Over and Back: How did Julius Erving go from cool to square?
We look at how Julius Erving’s game and persona evolved during the late 1970s and early 1980s years with the Philadelphia 76ers, where they reached the NBA Finals three times before finally winning a championship in 1983 with Moses Malone. We are joined by frequent guest and pro-basketball historian Curtis Harris (@ProHoopsHistory) of ProHoopsHistory.com.
We discuss how Erving personified ‘70s cool from his personal style to his flare on the court, how he saw himself as an artist on the court and how he tried to blend the playground game with team basketball, how the Nets were unable to afford his contract after the NBA-ABA merger and ended up trading him to the Sixers just before the 1977 season, how the Sixers were “the team that won’t shut up” and how they were seen as a group of playground players.

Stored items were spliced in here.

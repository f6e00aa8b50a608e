use std::collections::HashMap;
use std::sync::{mpsc, Arc, Mutex, MutexGuard};

use repochat_logging::{repochat_debug, repochat_info};
use thiserror::Error;
use tokio::runtime::{Handle, Runtime};
use tokio::task::JoinHandle;
use tokio_util::sync::CancellationToken;

use crate::backend::{Backend, BackendSettings, FrameSink, ReqwestBackend, StreamEnd};
use crate::{ChatRequest, ClientError, EngineEvent, SessionId, SubscriptionId};

#[derive(Debug, Error)]
pub enum EngineError {
    #[error("failed to start engine runtime: {0}")]
    Runtime(#[from] std::io::Error),
    #[error(transparent)]
    Client(#[from] ClientError),
}

enum EngineCommand {
    FetchProjects,
    SendChat {
        session: SessionId,
        request: ChatRequest,
    },
}

struct OpenStream {
    cancel: CancellationToken,
    task: JoinHandle<()>,
}

type StreamRegistry = Arc<Mutex<HashMap<SubscriptionId, OpenStream>>>;

/// Owns the IO runtime. Every result is delivered on one ordered channel so
/// the client loop applies stream frames exactly in arrival order.
pub struct EngineHandle {
    runtime: Option<Runtime>,
    handle: Handle,
    backend: Arc<dyn Backend>,
    event_tx: mpsc::Sender<EngineEvent>,
    streams: StreamRegistry,
}

impl EngineHandle {
    pub fn new(
        settings: BackendSettings,
        event_tx: mpsc::Sender<EngineEvent>,
    ) -> Result<Self, EngineError> {
        let backend = ReqwestBackend::new(settings)?;
        Self::with_backend(Arc::new(backend), event_tx)
    }

    pub fn with_backend(
        backend: Arc<dyn Backend>,
        event_tx: mpsc::Sender<EngineEvent>,
    ) -> Result<Self, EngineError> {
        let runtime = tokio::runtime::Builder::new_multi_thread()
            .worker_threads(2)
            .thread_name("repochat-engine")
            .enable_all()
            .build()?;
        let handle = runtime.handle().clone();
        Ok(Self {
            runtime: Some(runtime),
            handle,
            backend,
            event_tx,
            streams: Arc::new(Mutex::new(HashMap::new())),
        })
    }

    pub fn fetch_projects(&self) {
        self.spawn_command(EngineCommand::FetchProjects);
    }

    pub fn send_chat(
        &self,
        session: SessionId,
        project: impl Into<String>,
        query: impl Into<String>,
    ) {
        self.spawn_command(EngineCommand::SendChat {
            session,
            request: ChatRequest {
                query: query.into(),
                project_name: project.into(),
            },
        });
    }

    /// Opens a progress subscription. Reusing a live id closes the old one.
    pub fn open_stream(&self, subscription: SubscriptionId, repo_url: impl Into<String>) {
        let repo_url = repo_url.into();
        let cancel = CancellationToken::new();
        let task = self.handle.spawn(run_stream(
            self.backend.clone(),
            subscription,
            repo_url,
            self.event_tx.clone(),
            cancel.clone(),
        ));
        let replaced = lock(&self.streams).insert(subscription, OpenStream { cancel, task });
        if let Some(replaced) = replaced {
            self.release(subscription, replaced);
        }
    }

    /// Closes a subscription and releases its connection before returning.
    /// Once this returns no further event for `subscription` is sent.
    pub fn close_stream(&self, subscription: SubscriptionId) {
        let open = lock(&self.streams).remove(&subscription);
        match open {
            Some(open) => self.release(subscription, open),
            None => repochat_debug!("Subscription {} already closed", subscription),
        }
    }

    pub fn open_stream_count(&self) -> usize {
        lock(&self.streams).len()
    }

    fn release(&self, subscription: SubscriptionId, open: OpenStream) {
        open.cancel.cancel();
        open.task.abort();
        // Waiting is only possible off the runtime; inside it the abort
        // drops the response on the task's next poll.
        if Handle::try_current().is_err() {
            let _ = self.handle.block_on(open.task);
        }
        repochat_info!("Subscription {} closed", subscription);
    }

    fn spawn_command(&self, command: EngineCommand) {
        let backend = self.backend.clone();
        let event_tx = self.event_tx.clone();
        self.handle.spawn(async move {
            handle_command(backend.as_ref(), command, event_tx).await;
        });
    }
}

impl Drop for EngineHandle {
    fn drop(&mut self) {
        let streams: Vec<OpenStream> = lock(&self.streams)
            .drain()
            .map(|(_, open)| open)
            .collect();
        for open in streams {
            open.cancel.cancel();
            open.task.abort();
        }
        if let Some(runtime) = self.runtime.take() {
            runtime.shutdown_background();
        }
    }
}

async fn handle_command(
    backend: &dyn Backend,
    command: EngineCommand,
    event_tx: mpsc::Sender<EngineEvent>,
) {
    let event = match command {
        EngineCommand::FetchProjects => EngineEvent::ProjectsFetched(backend.list_projects().await),
        EngineCommand::SendChat { session, request } => EngineEvent::ChatAnswered {
            session,
            result: backend.chat(&request).await,
        },
    };
    let _ = event_tx.send(event);
}

struct ChannelFrameSink {
    subscription: SubscriptionId,
    event_tx: mpsc::Sender<EngineEvent>,
    cancel: CancellationToken,
}

impl FrameSink for ChannelFrameSink {
    fn frame(&self, raw: String) {
        if self.cancel.is_cancelled() {
            return;
        }
        let _ = self.event_tx.send(EngineEvent::StreamFrame {
            subscription: self.subscription,
            raw,
        });
    }
}

async fn run_stream(
    backend: Arc<dyn Backend>,
    subscription: SubscriptionId,
    repo_url: String,
    event_tx: mpsc::Sender<EngineEvent>,
    cancel: CancellationToken,
) {
    let sink = ChannelFrameSink {
        subscription,
        event_tx: event_tx.clone(),
        cancel: cancel.clone(),
    };
    let outcome = backend.stream_progress(&repo_url, &sink, &cancel).await;
    if cancel.is_cancelled() {
        return;
    }
    let event = match outcome {
        Ok(StreamEnd::ServerClosed) => EngineEvent::StreamEnded { subscription },
        Ok(StreamEnd::Cancelled) => return,
        Err(error) => EngineEvent::StreamFailed {
            subscription,
            error,
        },
    };
    let _ = event_tx.send(event);
}

fn lock<T>(mutex: &Mutex<T>) -> MutexGuard<'_, T> {
    mutex.lock().unwrap_or_else(|poisoned| poisoned.into_inner())
}
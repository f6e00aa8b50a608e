#![deny(missing_docs)]
//! Shared logging utilities for the repochat workspace.
//!
//! This crate provides the `repochat_*` logging macros used across the codebase,
//! the logger initialization used by the terminal client, and a minimal test
//! initializer for the global logger.

use std::fs::File;
use std::path::Path;

use log::LevelFilter;
use simplelog::{
    ColorChoice, CombinedLogger, Config, ConfigBuilder, SharedLogger, TermLogger, TerminalMode,
    WriteLogger,
};

/// Logs a trace-level message using the global logging facade.
#[macro_export]
macro_rules! repochat_trace {
    ($($arg:tt)*) => {{
        log::trace!($($arg)*);
    }};
}

/// Logs a debug-level message using the global logging facade.
#[macro_export]
macro_rules! repochat_debug {
    ($($arg:tt)*) => {{
        log::debug!($($arg)*);
    }};
}

/// Logs an info-level message using the global logging facade.
#[macro_export]
macro_rules! repochat_info {
    ($($arg:tt)*) => {{
        log::info!($($arg)*);
    }};
}

/// Logs a warn-level message using the global logging facade.
#[macro_export]
macro_rules! repochat_warn {
    ($($arg:tt)*) => {{
        log::warn!($($arg)*);
    }};
}

/// Logs an error-level message using the global logging facade.
#[macro_export]
macro_rules! repochat_error {
    ($($arg:tt)*) => {{
        log::error!($($arg)*);
    }};
}

/// Destination for log output.
#[derive(Debug, Clone, PartialEq, Eq)]
pub enum LogDestination {
    /// Write to the given file, truncating it on start.
    File(std::path::PathBuf),
    /// Write to the terminal. Always stderr, stdout belongs to the client UI.
    Terminal,
    /// Write to both the file and the terminal.
    Both(std::path::PathBuf),
}

/// Initializes the global logger with the specified destination and level.
///
/// A file that cannot be created is reported on stderr and skipped. If no
/// other logger remains, output falls back to the terminal.
pub fn initialize(destination: &LogDestination, level: LevelFilter) {
    let _ = CombinedLogger::init(build_loggers(destination, level));
}

fn build_loggers(destination: &LogDestination, level: LevelFilter) -> Vec<Box<dyn SharedLogger>> {
    let config = build_config();
    match destination {
        LogDestination::File(path) => match create_file_logger(path, level, config.clone()) {
            Some(file_logger) => vec![file_logger],
            None => vec![term_logger(level, config)],
        },
        LogDestination::Terminal => vec![term_logger(level, config)],
        LogDestination::Both(path) => {
            let mut loggers = vec![term_logger(level, config.clone())];
            if let Some(file_logger) = create_file_logger(path, level, config) {
                loggers.push(file_logger);
            }
            loggers
        }
    }
}

/// Initializes a simple terminal logger for use in unit tests.
///
/// This safely no-ops if another logger has already been initialized.
pub fn initialize_for_tests() {
    // Use debug level in debug builds, info in release builds.
    let level = if cfg!(debug_assertions) {
        LevelFilter::Debug
    } else {
        LevelFilter::Info
    };

    // Ignore the error if a logger was already set by another test.
    let _ = CombinedLogger::init(vec![TermLogger::new(
        level,
        Config::default(),
        TerminalMode::Stderr,
        ColorChoice::Auto,
    )]);
}

fn build_config() -> Config {
    ConfigBuilder::new()
        .set_time_format_rfc3339()
        .set_target_level(LevelFilter::Error)
        .build()
}

fn term_logger(level: LevelFilter, config: Config) -> Box<dyn SharedLogger> {
    TermLogger::new(level, config, TerminalMode::Stderr, ColorChoice::Auto)
}

fn create_file_logger(
    path: &Path,
    level: LevelFilter,
    config: Config,
) -> Option<Box<dyn SharedLogger>> {
    match File::create(path) {
        Ok(file) => Some(WriteLogger::new(level, config, file)),
        Err(err) => {
            eprintln!("Warning: Could not create log file at {:?}: {}", path, err);
            None
        }
    }
}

We also talk about how Erving tried to fit himself into a star-laden Sixers team (with George McGinnis, World B. Free, Doug Collins, Darryl Dawkins Joe Bryant, Henry Bibby and Caldwell Jones), how Erving had to prove himself all over again in a skeptical NBA, how his stardom and flare influenced the NBA, how the NBA began to incorporate aspects of Erving and the ABA into its marketing through the early 1980s, whether Erving changed the NBA or whether the NBA changed Erving and how the Sixers dethroned the 1976 NBA stalwart Boston Celtics with John Havlicek and Dave Cowens before their more famous Finals loss to the Bill Walton-led Portland Trail Blazers.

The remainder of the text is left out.